--- Exercise ---
Scanning the entries below, copy every line that contains the word "AllocationRepository".

(Collected data)
use std::collections::{BTreeMap, HashMap};
use std::sync::{Mutex, MutexGuard};

use serde::{Deserialize, Serialize};
use tracing::warn;
use uuid::Uuid;

use pharmastock_core::{BatchId, MovementId, SubstanceId, TransferId, UnitId};
use pharmastock_inventory::{
    AllocationCandidate, BalanceKey, Batch, InventoryBalance, Movement, Substance, Transfer, Unit,
    UnitMinimumOverride, order_candidates,
};

use super::r#trait::{
    AllocationRecord, AllocationRepository, BalanceRepository, BatchRepository, CatalogRepository,
    MovementFilter, MovementRepository, SequenceRepository, StockStore, StoreError,
    TransferRepository,
};

type LotKey = (SubstanceId, UnitId, String);

/// Complete state of an in-memory store. Also the transaction handle: each
/// transaction works on a private copy that replaces the committed state on
/// success.
#[derive(Debug, Clone, Default)]
pub struct StockState {
    units: BTreeMap<UnitId, Unit>,
    substances: BTreeMap<SubstanceId, Substance>,
    overrides: BTreeMap<(SubstanceId, UnitId), UnitMinimumOverride>,
    batches: BTreeMap<BatchId, Batch>,
    lots: HashMap<LotKey, BatchId>,
    balances: BTreeMap<BalanceKey, InventoryBalance>,
    movements: Vec<Movement>,
    movement_index: HashMap<MovementId, usize>,
    transfers: BTreeMap<TransferId, Transfer>,
    transfer_codes: HashMap<String, TransferId>,
    allocations: HashMap<Uuid, AllocationRecord>,
    sequences: BTreeMap<String, u64>,
}

/// Serializable dump of a [`StockState`].
#[derive(Debug, Clone, Default, PartialEq, Eq, Serialize, Deserialize)]
pub struct StockSnapshot {
    pub units: Vec<Unit>,
    pub substances: Vec<Substance>,
    pub minimum_overrides: Vec<UnitMinimumOverride>,
    pub batches: Vec<Batch>,
    pub balances: Vec<InventoryBalance>,
    pub movements: Vec<Movement>,
    pub transfers: Vec<Transfer>,
    pub allocations: Vec<AllocationRecord>,
    pub sequences: BTreeMap<String, u64>,
}

impl StockState {
    pub fn snapshot(&self) -> StockSnapshot {
        let mut allocations: Vec<_> = self.allocations.values().cloned().collect();
        allocations.sort_by_key(|r| r.request_key);

        StockSnapshot {
            units: self.units.values().cloned().collect(),
            substances: self.substances.values().cloned().collect(),
            minimum_overrides: self.overrides.values().cloned().collect(),
            batches: self.batches.values().cloned().collect(),
            balances: self.balances.values().cloned().collect(),
            movements: self.movements.clone(),
            transfers: self.transfers.values().cloned().collect(),
            allocations,
            sequences: self.sequences.clone(),
        }
    }

    /// Rebuild state (and its indexes) from a snapshot, enforcing the same
    /// uniqueness and ordering rules as live writes.
    pub fn restore(snapshot: StockSnapshot) -> Result<Self, StoreError> {
        let mut state = StockState {
            sequences: snapshot.sequences,
            ..StockState::default()
        };
        for unit in snapshot.units {
            state.put_unit(unit)?;
        }
        for substance in snapshot.substances {
            state.put_substance(substance)?;
        }
        for entry in snapshot.minimum_overrides {
            state.put_minimum_override(entry)?;
        }
        for batch in snapshot.batches {
            state.insert_batch(batch)?;
        }
        for row in snapshot.balances {
            if !state.batches.contains_key(&row.key.batch_id) {
                return Err(StoreError::Corrupt(format!(
                    "balance {} references an unknown batch",
                    row.key
                )));
            }
            state.put_balance(row)?;
        }
        for movement in snapshot.movements {
            state.append_movement(movement)?;
        }
        for transfer in snapshot.transfers {
            state.insert_transfer(transfer)?;
        }
        for record in snapshot.allocations {
            state.put_allocation_record(record)?;
        }
        Ok(state)
    }
}

impl CatalogRepository for StockState {
    fn unit(&self, id: UnitId) -> Result<Option<Unit>, StoreError> {
        Ok(self.units.get(&id).cloned())
    }

    fn units(&self) -> Result<Vec<Unit>, StoreError> {
        Ok(self.units.values().cloned().collect())
    }

    fn put_unit(&mut self, unit: Unit) -> Result<(), StoreError> {
        let clash = self
            .units
            .values()
            .any(|u| u.id != unit.id && u.code.eq_ignore_ascii_case(&unit.code));
        if clash {
            return Err(StoreError::Duplicate(format!("unit code {}", unit.code)));
        }
        self.units.insert(unit.id, unit);
        Ok(())
    }

    fn substance(&self, id: SubstanceId) -> Result<Option<Substance>, StoreError> {
        Ok(self.substances.get(&id).cloned())
    }

    fn put_substance(&mut self, substance: Substance) -> Result<(), StoreError> {
        self.substances.insert(substance.id, substance);
        Ok(())
    }

    fn minimum_override(
        &self,
        substance_id: SubstanceId,
        unit_id: UnitId,
    ) -> Result<Option<UnitMinimumOverride>, StoreError> {
        Ok(self.overrides.get(&(substance_id, unit_id)).cloned())
    }

    fn put_minimum_override(&mut self, entry: UnitMinimumOverride) -> Result<(), StoreError> {
        self.overrides.insert((entry.substance_id, entry.unit_id), entry);
        Ok(())
    }
}

impl BatchRepository for StockState {
    fn batch(&self, id: BatchId) -> Result<Option<Batch>, StoreError> {
        Ok(self.batches.get(&id).cloned())
    }

    fn find_by_lot(
        &self,
        substance_id: SubstanceId,
        unit_id: UnitId,
        lot_code: &str,
    ) -> Result<Option<Batch>, StoreError> {
        let key = (substance_id, unit_id, lot_code.to_string());
        Ok(self.lots.get(&key).and_then(|id| self.batches.get(id)).cloned())
    }

    fn batches_at(
        &self,
        substance_id: SubstanceId,
        unit_id: UnitId,
    ) -> Result<Vec<Batch>, StoreError> {
        let mut found: Vec<Batch> = self
            .batches
            .values()
            .filter(|b| b.substance_id == substance_id && b.unit_id == unit_id)
            .cloned()
            .collect();
        found.sort_by_key(|b| b.registration_seq);
        Ok(found)
    }

    fn insert_batch(&mut self, batch: Batch) -> Result<(), StoreError> {
        if self.batches.contains_key(&batch.id) {
            return Err(StoreError::Duplicate(format!("batch id {}", batch.id)));
        }
        let lot_key = (batch.substance_id, batch.unit_id, batch.lot_code.clone());
        if self.lots.contains_key(&lot_key) {
            return Err(StoreError::Duplicate(format!(
                "lot {} already registered for this substance at this unit",
                batch.lot_code
            )));
        }
        self.lots.insert(lot_key, batch.id);
        self.batches.insert(batch.id, batch);
        Ok(())
    }
}

impl BalanceRepository for StockState {
    fn balance(&self, key: &BalanceKey) -> Result<Option<InventoryBalance>, StoreError> {
        Ok(self.balances.get(key).cloned())
    }

    fn balances_of(
        &self,
        substance_id: SubstanceId,
        unit_id: Option<UnitId>,
    ) -> Result<Vec<InventoryBalance>, StoreError> {
        Ok(self
            .balances
            .values()
            .filter(|row| row.key.substance_id == substance_id)
            .filter(|row| unit_id.is_none_or(|u| row.key.unit_id == u))
            .cloned()
            .collect())
    }

    fn balances_at_unit(&self, unit_id: UnitId) -> Result<Vec<InventoryBalance>, StoreError> {
        Ok(self
            .balances
            .values()
            .filter(|row| row.key.unit_id == unit_id)
            .cloned()
            .collect())
    }

    fn all_balances(&self) -> Result<Vec<InventoryBalance>, StoreError> {
        Ok(self.balances.values().cloned().collect())
    }

    fn lock_candidates(
        &mut self,
        substance_id: SubstanceId,
        unit_id: UnitId,
    ) -> Result<Vec<AllocationCandidate>, StoreError> {
        let mut candidates = Vec::new();
        for row in self.balances.values() {
            if row.key.substance_id != substance_id
                || row.key.unit_id != unit_id
                || !row.on_hand.is_positive()
            {
                continue;
            }
            let batch = self.batches.get(&row.key.batch_id).ok_or_else(|| {
                StoreError::Corrupt(format!("balance {} has no batch record", row.key))
            })?;
            candidates.push(AllocationCandidate {
                batch_id: batch.id,
                lot_code: batch.lot_code.clone(),
                expiry_date: batch.expiry_date,
                registration_seq: batch.registration_seq,
                on_hand: row.on_hand,
            });
        }
        order_candidates(&mut candidates);
        Ok(candidates)
    }

    fn put_balance(&mut self, row: InventoryBalance) -> Result<(), StoreError> {
        self.balances.insert(row.key, row);
        Ok(())
    }
}

impl MovementRepository for StockState {
    fn append_movement(&mut self, movement: Movement) -> Result<(), StoreError> {
        if self.movement_index.contains_key(&movement.id) {
            return Err(StoreError::Duplicate(format!("movement {}", movement.id)));
        }
        if let Some(last) = self.movements.last() {
            if movement.ledger_seq <= last.ledger_seq {
                return Err(StoreError::Corrupt(format!(
                    "ledger sequence {} does not follow {}",
                    movement.ledger_seq, last.ledger_seq
                )));
            }
        }
        self.movement_index.insert(movement.id, self.movements.len());
        self.movements.push(movement);
        Ok(())
    }

    fn movement(&self, id: MovementId) -> Result<Option<Movement>, StoreError> {
        Ok(self
            .movement_index
            .get(&id)
            .and_then(|&idx| self.movements.get(idx))
            .cloned())
    }

    fn movements(&self, filter: &MovementFilter) -> Result<Vec<Movement>, StoreError> {
        Ok(self
            .movements
            .iter()
            .filter(|m| filter.matches(m))
            .cloned()
            .collect())
    }
}

impl TransferRepository for StockState {
    fn insert_transfer(&mut self, transfer: Transfer) -> Result<(), StoreError> {
        if self.transfers.contains_key(&transfer.id) {
            return Err(StoreError::Duplicate(format!("transfer {}", transfer.id)));
        }
        if self.transfer_codes.contains_key(&transfer.code) {
            return Err(StoreError::Duplicate(format!("transfer code {}", transfer.code)));
        }
        self.transfer_codes.insert(transfer.code.clone(), transfer.id);
        self.transfers.insert(transfer.id, transfer);
        Ok(())
    }

    fn transfer(&self, id: TransferId) -> Result<Option<Transfer>, StoreError> {
        Ok(self.transfers.get(&id).cloned())
    }

    fn transfer_by_code(&self, code: &str) -> Result<Option<Transfer>, StoreError> {
        Ok(self
            .transfer_codes
            .get(code)
            .and_then(|id| self.transfers.get(id))
            .cloned())
    }
}

impl AllocationRepository for StockState {
    fn allocation_record(&self, request_key: Uuid) -> Result<Option<AllocationRecord>, StoreError> {
        Ok(self.allocations.get(&request_key).cloned())
    }

    fn put_allocation_record(&mut self, record: AllocationRecord) -> Result<(), StoreError> {
        if self.allocations.contains_key(&record.request_key) {
            return Err(StoreError::Duplicate(format!(
                "allocation request {}",
                record.request_key
            )));
        }
        self.allocations.insert(record.request_key, record);
        Ok(())
    }
}

impl SequenceRepository for StockState {
    fn next_sequence(&mut self, name: &str) -> Result<u64, StoreError> {
        let counter = self.sequences.entry(name.to_string()).or_insert(0);
        *counter += 1;
        Ok(*counter)
    }
}

/// In-memory transactional stock store.
///
/// Intended for tests, dev, and single-process deployments:
/// - one mutex serializes all transactions
/// - a transaction works on a copy of the state, swapped in on commit
#[derive(Debug, Default)]
pub struct InMemoryStockStore {
    state: Mutex<StockState>,
}

impl InMemoryStockStore {
    pub fn new() -> Self {
        Self::default()
    }

    pub fn from_snapshot(snapshot: StockSnapshot) -> Result<Self, StoreError> {
        Ok(Self {
            state: Mutex::new(StockState::restore(snapshot)?),
        })
    }

    pub fn snapshot(&self) -> Result<StockSnapshot, StoreError> {
        let state = self.lock();
        Ok(state.snapshot())
    }

    pub fn to_json(&self) -> Result<String, StoreError> {
        serde_json::to_string_pretty(&self.snapshot()?)
            .map_err(|e| StoreError::Serialization(e.to_string()))
    }

    pub fn from_json(json: &str) -> Result<Self, StoreError> {
        let snapshot: StockSnapshot =
            serde_json::from_str(json).map_err(|e| StoreError::Serialization(e.to_string()))?;
        Self::from_snapshot(snapshot)
    }

    /// Committed state is only replaced after a transaction returns `Ok`, so a
    /// panic inside one leaves it intact and the poison flag can be cleared.
    fn lock(&self) -> MutexGuard<'_, StockState> {
        self.state.lock().unwrap_or_else(|poisoned| {
            warn!("recovering stock state after a panicked transaction");
            self.state.clear_poison();
            poisoned.into_inner()
        })
    }
}

impl StockStore for InMemoryStockStore {
    type Tx = StockState;

    fn transaction<T, E>(&self, work: impl FnOnce(&mut StockState) -> Result<T, E>) -> Result<T, E>
    where
        E: From<StoreError>,
    {
        let mut committed = self.lock();
        let mut working = committed.clone();
        let out = work(&mut working)?;
        *committed = working;
        Ok(out)
    }

    fn read<T, E>(&self, work: impl FnOnce(&StockState) -> Result<T, E>) -> Result<T, E>
    where
        E: From<StoreError>,
    {
        let state = self.lock();
        work(&state)
    }
}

--- Solution to the exercise ---
    AllocationRecord, AllocationRepository, BalanceRepository, BatchRepository, CatalogRepository,
impl AllocationRepository for StockState {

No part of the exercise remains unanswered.